En el momento de escribir estas líneas me encontraba nuevamente a un océano de distancia del Puerto de Mazarrón. El recuerdo y la añoranza de verano mundialista de Italia 90 me llevó hasta Google en busca de alguna pista. Sin embargo, tal y como esperaba, no obtuve nada tras numerosos intentos –cuando aquellas embarcaciones surcaban el Mediterráneo Internet aún sonaba a ciencia ficción-. 

Ya eran más de las dos y media de la madrugada en la templada noche de la capital mexicana, y estaba dispuesto a cerrar el artículo sobre la historia del Cabo la Nao y el Salvador, cuando –debí haber empezado por ahí- encontré en la web del Ministerio de Agricultura y Pesca de España un censo de embarcaciones. 

No sabía la matrícula del barco, claro.

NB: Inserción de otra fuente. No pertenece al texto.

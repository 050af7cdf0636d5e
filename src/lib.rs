//! A storage implementation for code-coverage measurement data.
//!
//! This crate records, per source file and per named context, either executed line numbers or
//! executed line-to-line arcs, plus which tracer plugin produced each file's data. It exposes a
//! writer interface, a reader interface and a merge ("update") operation for combining two
//! stores. The underlying storage is implemented using the [`libmdbx`] crate.
//!
//! # Quick Start
//!
//! ```
//! use coverage_store::{CoverageData, StorageConfig};
//! # use coverage_store::db::DbConfig;
//! use std::collections::{BTreeMap, BTreeSet};
//!
//! # let dir_handle = tempfile::tempdir().unwrap();
//! # let dir = dir_handle.path().to_path_buf();
//! let db_config = DbConfig { path_prefix: dir, ..Default::default() };
//! let storage_config = StorageConfig { db_config, ..Default::default() };
//! let mut data = CoverageData::open(storage_config)?;
//!
//! let mut lines = BTreeMap::new();
//! lines.insert("a.py".to_string(), BTreeSet::from([1, 2, 5]));
//! data.add_lines(&lines)?;
//!
//! assert_eq!(data.lines("a.py")?, Some(vec![1, 2, 5]));
//! # Ok::<(), coverage_store::CoverageError>(())
//! ```
//!
//! [`libmdbx`]: https://docs.rs/libmdbx/latest/libmdbx/

pub mod catalog;
pub mod config;
pub mod db;
pub mod error;
pub mod lifecycle;
pub mod merge;
pub mod numbits;
pub mod reader_api;
pub mod schema;
#[cfg(any(feature = "testing", test))]
pub mod test_utils;
pub mod writer_api;

#[cfg(test)]
#[path = "lib_test.rs"]
mod lib_test;

use std::fmt::Debug;
use std::path::PathBuf;
use std::sync::atomic::{AtomicU32, Ordering};
use std::sync::{Arc, Mutex};

use catalog::Catalog;
use db::serialization::{Key, ValueSerde};
use db::table_types::SimpleTable;
use db::{open_env, DbTransaction, DbWriter, TableHandle, TableIdentifier, TransactionKind, RO, RW};
use schema::Tables;
use tracing::debug;

pub use config::StorageConfig;
pub use error::{CoverageError, CoverageResult};

/// Opens (or creates) a coverage store and returns a [`StorageReader`] and [`StorageWriter`].
///
/// Installing the schema and verifying its version both happen here, before the handles are
/// returned to the caller, so that every subsequent transaction can assume a matching schema.
pub fn open_storage(config: StorageConfig) -> CoverageResult<(StorageReader, StorageWriter)> {
    let path = config.db_config.path();
    let existed_before = path.join("mdbx.dat").exists();
    let path = Arc::new(path);

    let (db_reader, mut db_writer) =
        open_env(&config.db_config).map_err(|e| CoverageError::backend((*path).clone(), e))?;
    let tables = schema::open_tables(&mut db_writer, &path)?;

    let reader =
        StorageReader { db_reader, tables: tables.clone(), path: path.clone() };
    let mut writer = StorageWriter { db_writer, tables, path: path.clone() };

    {
        let txn = writer.begin_rw_txn()?;
        if existed_before {
            schema::verify_existing(&txn, &path)?;
        } else {
            schema::install_fresh(&txn, &path, &config.initial_meta())?;
        }
        txn.commit()?;
    }
    debug!(path = %path.display(), existed_before, "coverage store opened");
    Ok((reader, writer))
}

/// A handle for starting read-only transactions against a coverage store.
#[derive(Clone)]
pub struct StorageReader {
    db_reader: db::DbReader,
    tables: Arc<Tables>,
    path: Arc<PathBuf>,
}

impl StorageReader {
    /// Takes a snapshot of the current state of the storage and returns a [`StorageTxn`].
    pub fn begin_ro_txn(&self) -> CoverageResult<StorageTxn<'_, RO>> {
        let txn = self
            .db_reader
            .begin_ro_txn()
            .map_err(|e| CoverageError::backend((*self.path).clone(), e))?;
        Ok(StorageTxn { txn, tables: self.tables.clone(), path: self.path.clone() })
    }
}

/// A handle for starting read-write transactions against a coverage store. Not `Clone`: there is
/// exactly one writer, so at most one write transaction can be open at a time (§5).
pub struct StorageWriter {
    db_writer: DbWriter,
    tables: Arc<Tables>,
    path: Arc<PathBuf>,
}

impl StorageWriter {
    /// Takes a snapshot of the current state of the storage and returns a [`StorageTxn`].
    pub fn begin_rw_txn(&mut self) -> CoverageResult<StorageTxn<'_, RW>> {
        let txn = self
            .db_writer
            .begin_rw_txn()
            .map_err(|e| CoverageError::backend((*self.path).clone(), e))?;
        Ok(StorageTxn { txn, tables: self.tables.clone(), path: self.path.clone() })
    }
}

/// A single transaction against the storage. The actual functionality is implemented on this
/// type by the `writer_api`, `reader_api` and `merge` modules.
pub struct StorageTxn<'env, Mode: TransactionKind> {
    pub(crate) txn: DbTransaction<'env, Mode>,
    pub(crate) tables: Arc<Tables>,
    pub(crate) path: Arc<PathBuf>,
}

impl<'env> StorageTxn<'env, RW> {
    /// Commits the changes made in this transaction to the storage.
    pub fn commit(self) -> CoverageResult<()> {
        self.txn.commit().map_err(|e| CoverageError::backend((*self.path).clone(), e))
    }
}

impl<'env, Mode: TransactionKind> StorageTxn<'env, Mode> {
    pub(crate) fn open_table<K: Key + Debug, V: ValueSerde + Debug>(
        &self,
        table_id: &TableIdentifier<K, V, SimpleTable>,
    ) -> CoverageResult<TableHandle<'_, K, V, SimpleTable>> {
        self.txn.open_table(table_id).map_err(|e| CoverageError::backend((*self.path).clone(), e))
    }
}

/// The two mutually exclusive measurement modes a store can record (§3 invariant 1).
#[derive(Clone, Copy, Debug, PartialEq, Eq)]
pub enum CoverageMode {
    /// Per-file, per-context sets of executed line numbers.
    Lines,
    /// Per-file, per-context sets of executed line-to-line arcs.
    Arcs,
}

impl CoverageMode {
    pub(crate) fn label(self) -> &'static str {
        match self {
            Self::Lines => "lines",
            Self::Arcs => "arcs",
        }
    }
}

/// The top-level handle applications use: a single coverage store with a process-fork-aware
/// writer mutex, the in-memory file/context catalog, and the pending-context/query-context
/// state that the reader and writer APIs consult.
pub struct CoverageData {
    config: StorageConfig,
    /// The parent directory `config.basename`/`config.suffix` are resolved against; captured
    /// once so a fork can recompute a fresh suffix without losing it (§4.8).
    data_dir: PathBuf,
    reader: StorageReader,
    writer: Mutex<StorageWriter>,
    catalog: Catalog,
    mode: Mutex<Option<CoverageMode>>,
    pending_context: Mutex<Option<String>>,
    query_context_ids: Mutex<Option<Vec<u32>>>,
    pid: AtomicU32,
}
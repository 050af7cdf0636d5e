//! Top-level error type surfaced by the public reader/writer/merge/lifecycle APIs.

use std::path::PathBuf;

use crate::db::DbError;

/// All user-visible failure conditions the store can raise.
#[derive(thiserror::Error, Debug)]
pub enum CoverageError {
    #[error("Data file {path:?} doesn't seem to be a coverage data file: {reason}")]
    MalformedFile { path: PathBuf, reason: String },

    #[error(
        "Couldn't use data file {path:?}: wrong schema: version {found}, expected {expected}"
    )]
    SchemaMismatch { path: PathBuf, found: i64, expected: i64 },

    #[error("Can't add {attempted} to a data file that already has {existing}")]
    MixedMode { existing: &'static str, attempted: &'static str },

    #[error("Can't touch files in an empty CoverageData")]
    EmptyMode,

    #[error("Can't add a tracer to unmeasured file '{path}'")]
    UnknownFile { path: String },

    #[error("Conflicting file tracer for '{path}': {existing:?} vs {incoming:?}")]
    TracerConflict { path: String, existing: String, incoming: String },

    #[error("Blob is not a coverage-data dump: missing 'z' prefix")]
    BadBlob,

    #[error("Couldn't use data file {path:?}: {source}")]
    BackendError { path: PathBuf, source: DbError },
}

pub type CoverageResult<T> = std::result::Result<T, CoverageError>;

impl CoverageError {
    pub(crate) fn backend(path: PathBuf, source: DbError) -> Self {
        Self::BackendError { path, source }
    }
}
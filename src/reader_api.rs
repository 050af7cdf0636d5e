//! Reader-side operations on a [`crate::StorageTxn`] (§4.6).

use std::collections::{BTreeMap, BTreeSet};

use crate::db::table_types::{DbCursorTrait, Table};
use crate::db::TransactionKind;
use crate::error::CoverageResult;
use crate::numbits;
use crate::{CoverageMode, StorageTxn};

const META_HAS_ARCS: &str = "has_arcs";

fn ddb<Mode: TransactionKind>(txn: &StorageTxn<'_, Mode>, err: crate::db::DbError) -> crate::CoverageError {
    crate::CoverageError::backend((*txn.path).clone(), err)
}

/// Reads the persisted mode, or `None` if no write has happened yet.
pub(crate) fn read_mode<Mode: TransactionKind>(
    txn: &StorageTxn<'_, Mode>,
) -> CoverageResult<Option<CoverageMode>> {
    let meta = txn.open_table(&txn.tables.meta)?;
    let raw = meta.get(&txn.txn, &META_HAS_ARCS.to_string()).map_err(|e| ddb(txn, e))?;
    Ok(match raw.as_deref() {
        Some("1") => Some(CoverageMode::Arcs),
        Some(_) => Some(CoverageMode::Lines),
        None => None,
    })
}

fn lookup_file_id<Mode: TransactionKind>(
    txn: &StorageTxn<'_, Mode>,
    path: &str,
) -> CoverageResult<Option<u32>> {
    let files = txn.open_table(&txn.tables.files)?;
    files.get(&txn.txn, &path.to_string()).map_err(|e| ddb(txn, e))
}

/// All distinct context names (§4.6).
pub(crate) fn measured_contexts<Mode: TransactionKind>(
    txn: &StorageTxn<'_, Mode>,
) -> CoverageResult<BTreeSet<String>> {
    let contexts = txn.open_table(&txn.tables.contexts)?;
    let mut cursor = contexts.cursor(&txn.txn).map_err(|e| ddb(txn, e))?;
    let mut out = BTreeSet::new();
    let mut current = cursor.lower_bound(&String::new()).map_err(|e| ddb(txn, e))?;
    while let Some((name, _)) = current {
        out.insert(name);
        current = cursor.next().map_err(|e| ddb(txn, e))?;
    }
    Ok(out)
}

/// The tracer recorded for `path`, if any (§4.6).
pub(crate) fn file_tracer<Mode: TransactionKind>(
    txn: &StorageTxn<'_, Mode>,
    path: &str,
) -> CoverageResult<Option<String>> {
    let Some(file_id) = lookup_file_id(txn, path)? else {
        return Ok(None);
    };
    let tracers = txn.open_table(&txn.tables.tracers)?;
    Ok(Some(tracers.get(&txn.txn, &file_id).map_err(|e| ddb(txn, e))?.unwrap_or_default()))
}

/// All `(context_id, numbits)` rows for `file_id`, optionally filtered to `ctx_filter`.
fn line_bit_rows<Mode: TransactionKind>(
    txn: &StorageTxn<'_, Mode>,
    file_id: u32,
    ctx_filter: Option<&[u32]>,
) -> CoverageResult<Vec<(u32, Vec<u8>)>> {
    let table = txn.open_table(&txn.tables.line_bits)?;
    let mut cursor = table.cursor(&txn.txn).map_err(|e| ddb(txn, e))?;
    let mut out = Vec::new();
    let mut current = cursor.lower_bound(&(file_id, 0)).map_err(|e| ddb(txn, e))?;
    while let Some(((row_file, ctx_id), numbits)) = current {
        if row_file != file_id {
            break;
        }
        if ctx_filter.map(|ids| ids.contains(&ctx_id)).unwrap_or(true) {
            out.push((ctx_id, numbits));
        }
        current = cursor.next().map_err(|e| ddb(txn, e))?;
    }
    Ok(out)
}

/// All `(context_id, fromno, tono)` rows for `file_id`, optionally filtered to `ctx_filter`.
fn arc_rows<Mode: TransactionKind>(
    txn: &StorageTxn<'_, Mode>,
    file_id: u32,
    ctx_filter: Option<&[u32]>,
) -> CoverageResult<Vec<(u32, i64, i64)>> {
    let table = txn.open_table(&txn.tables.arcs)?;
    let mut cursor = table.cursor(&txn.txn).map_err(|e| ddb(txn, e))?;
    let mut out = Vec::new();
    let mut current = cursor.lower_bound(&(file_id, 0, i64::MIN, i64::MIN)).map_err(|e| ddb(txn, e))?;
    while let Some(((row_file, ctx_id, fromno, tono), ())) = current {
        if row_file != file_id {
            break;
        }
        if ctx_filter.map(|ids| ids.contains(&ctx_id)).unwrap_or(true) {
            out.push((ctx_id, fromno, tono));
        }
        current = cursor.next().map_err(|e| ddb(txn, e))?;
    }
    Ok(out)
}

/// Implements `lines` (§4.6): in arc mode, derived from the union of positive from/to values;
/// in line mode, the numbits union across matching rows.
pub(crate) fn lines<Mode: TransactionKind>(
    txn: &StorageTxn<'_, Mode>,
    path: &str,
    ctx_filter: Option<&[u32]>,
) -> CoverageResult<Option<Vec<u32>>> {
    let Some(file_id) = lookup_file_id(txn, path)? else {
        return Ok(None);
    };
    match read_mode(txn)? {
        Some(CoverageMode::Arcs) => {
            let mut set = BTreeSet::new();
            for (_, fromno, tono) in arc_rows(txn, file_id, ctx_filter)? {
                for n in [fromno, tono] {
                    if n > 0 {
                        set.insert(n as u32);
                    }
                }
            }
            Ok(Some(set.into_iter().collect()))
        }
        _ => {
            let mut combined: Vec<u8> = Vec::new();
            for (_, numbits) in line_bit_rows(txn, file_id, ctx_filter)? {
                combined = numbits::union(&combined, &numbits);
            }
            Ok(Some(numbits::decode(&combined).into_iter().collect()))
        }
    }
}

/// Implements `arcs` (§4.6): distinct `(from, to)` pairs, optional context filter.
pub(crate) fn arcs<Mode: TransactionKind>(
    txn: &StorageTxn<'_, Mode>,
    path: &str,
    ctx_filter: Option<&[u32]>,
) -> CoverageResult<Option<Vec<(i64, i64)>>> {
    let Some(file_id) = lookup_file_id(txn, path)? else {
        return Ok(None);
    };
    let mut pairs: BTreeSet<(i64, i64)> = BTreeSet::new();
    for (_, fromno, tono) in arc_rows(txn, file_id, ctx_filter)? {
        pairs.insert((fromno, tono));
    }
    Ok(Some(pairs.into_iter().collect()))
}

/// Implements `contexts_by_lineno` (§4.6). Arc mode deduplicates context names per line; line
/// mode deliberately does not (§9 Open Question 2).
pub(crate) fn contexts_by_lineno<Mode: TransactionKind>(
    txn: &StorageTxn<'_, Mode>,
    path: &str,
) -> CoverageResult<BTreeMap<i64, Vec<String>>> {
    let Some(file_id) = lookup_file_id(txn, path)? else {
        return Ok(BTreeMap::new());
    };
    let contexts_by_id = txn.open_table(&txn.tables.contexts_by_id)?;
    let mut context_name = |id: u32| -> CoverageResult<String> {
        Ok(contexts_by_id.get(&txn.txn, &id).map_err(|e| ddb(txn, e))?.unwrap_or_default())
    };

    match read_mode(txn)? {
        Some(CoverageMode::Arcs) => {
            let mut by_line: BTreeMap<i64, BTreeSet<String>> = BTreeMap::new();
            for (ctx_id, fromno, tono) in arc_rows(txn, file_id, None)? {
                let name = context_name(ctx_id)?;
                for n in [fromno, tono] {
                    by_line.entry(n).or_default().insert(name.clone());
                }
            }
            Ok(by_line.into_iter().map(|(k, v)| (k, v.into_iter().collect())).collect())
        }
        _ => {
            let mut by_line: BTreeMap<i64, Vec<String>> = BTreeMap::new();
            for (ctx_id, numbits) in line_bit_rows(txn, file_id, None)? {
                let name = context_name(ctx_id)?;
                for n in numbits::decode(&numbits) {
                    by_line.entry(n as i64).or_default().push(name.clone());
                }
            }
            Ok(by_line)
        }
    }
}

/// The legacy `REGEXP` convention (§4.2, §9 Open Question 1): called as `(text, pattern)`, not
/// the more common `(pattern, text)` — preserved here rather than silently "fixed".
pub(crate) fn regexp(text: &str, pattern: &str) -> bool {
    regex::Regex::new(pattern).map(|re| re.is_match(text)).unwrap_or(false)
}

/// Resolves `patterns` against context names, returning the ids of every context that matches
/// at least one pattern (§4.6).
pub(crate) fn contexts_matching<Mode: TransactionKind>(
    txn: &StorageTxn<'_, Mode>,
    patterns: &[String],
) -> CoverageResult<Vec<u32>> {
    let contexts_by_id = txn.open_table(&txn.tables.contexts_by_id)?;
    let mut cursor = contexts_by_id.cursor(&txn.txn).map_err(|e| ddb(txn, e))?;
    let mut out = Vec::new();
    let mut current = cursor.lower_bound(&0).map_err(|e| ddb(txn, e))?;
    while let Some((id, name)) = current {
        if patterns.iter().any(|pattern| regexp(&name, pattern)) {
            out.push(id);
        }
        current = cursor.next().map_err(|e| ddb(txn, e))?;
    }
    Ok(out)
}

Pero sí el nombre. 

Lo escribí en el espacio en blanco y… ¡bingo!. Ahí estaba. Con todo y foto.  

El Cabo la Nao, según la ficha técnica del Ministerio, fue puesto a flote por primera vez un lejano 27 de abril de 1965 –era más veterano de lo que imaginaba-, sí tenía un motor de doscientos caballos de potencia –los entendíos de la taberna no exageraban-, su base era el Puerto de Mazarrón, y tenía una dimensión total de veinte metros de eslora. 


Lo triste llegó segundos después, cuando entre los múltiples datos de la ficha leí que el barco imperial de mi memoria había dejado de navegar un 20 de febrero de 2007. El motivo… hundimiento por vía de agua. 

Aquello me dejó pensativo y preguntándome por la suerte de la tripulación. 

“Esta vez el Salvador no lo pudo traer de vuelta al puerto –me dije recordando la historia que nos contó a mí y a mi primo el hijo de marinero-. Pero ojalá que, como en aquel relato tal vez inventado, otro barco valiente llegara también a tiempo para traer a todos los marineros de vuelta a casa”.

En lo que respecta al Cabo la Nao, a diferencia del Salvador que terminó sus días lejos del mar y pudriéndose bajo el sol, tuvo un buen final. El mejor, tal vez, que un barco podría desear tras cuarenta años navegando.





El Cabo la Nao. Imagen del censo de embarcaciones del Ministerio de Agricultura.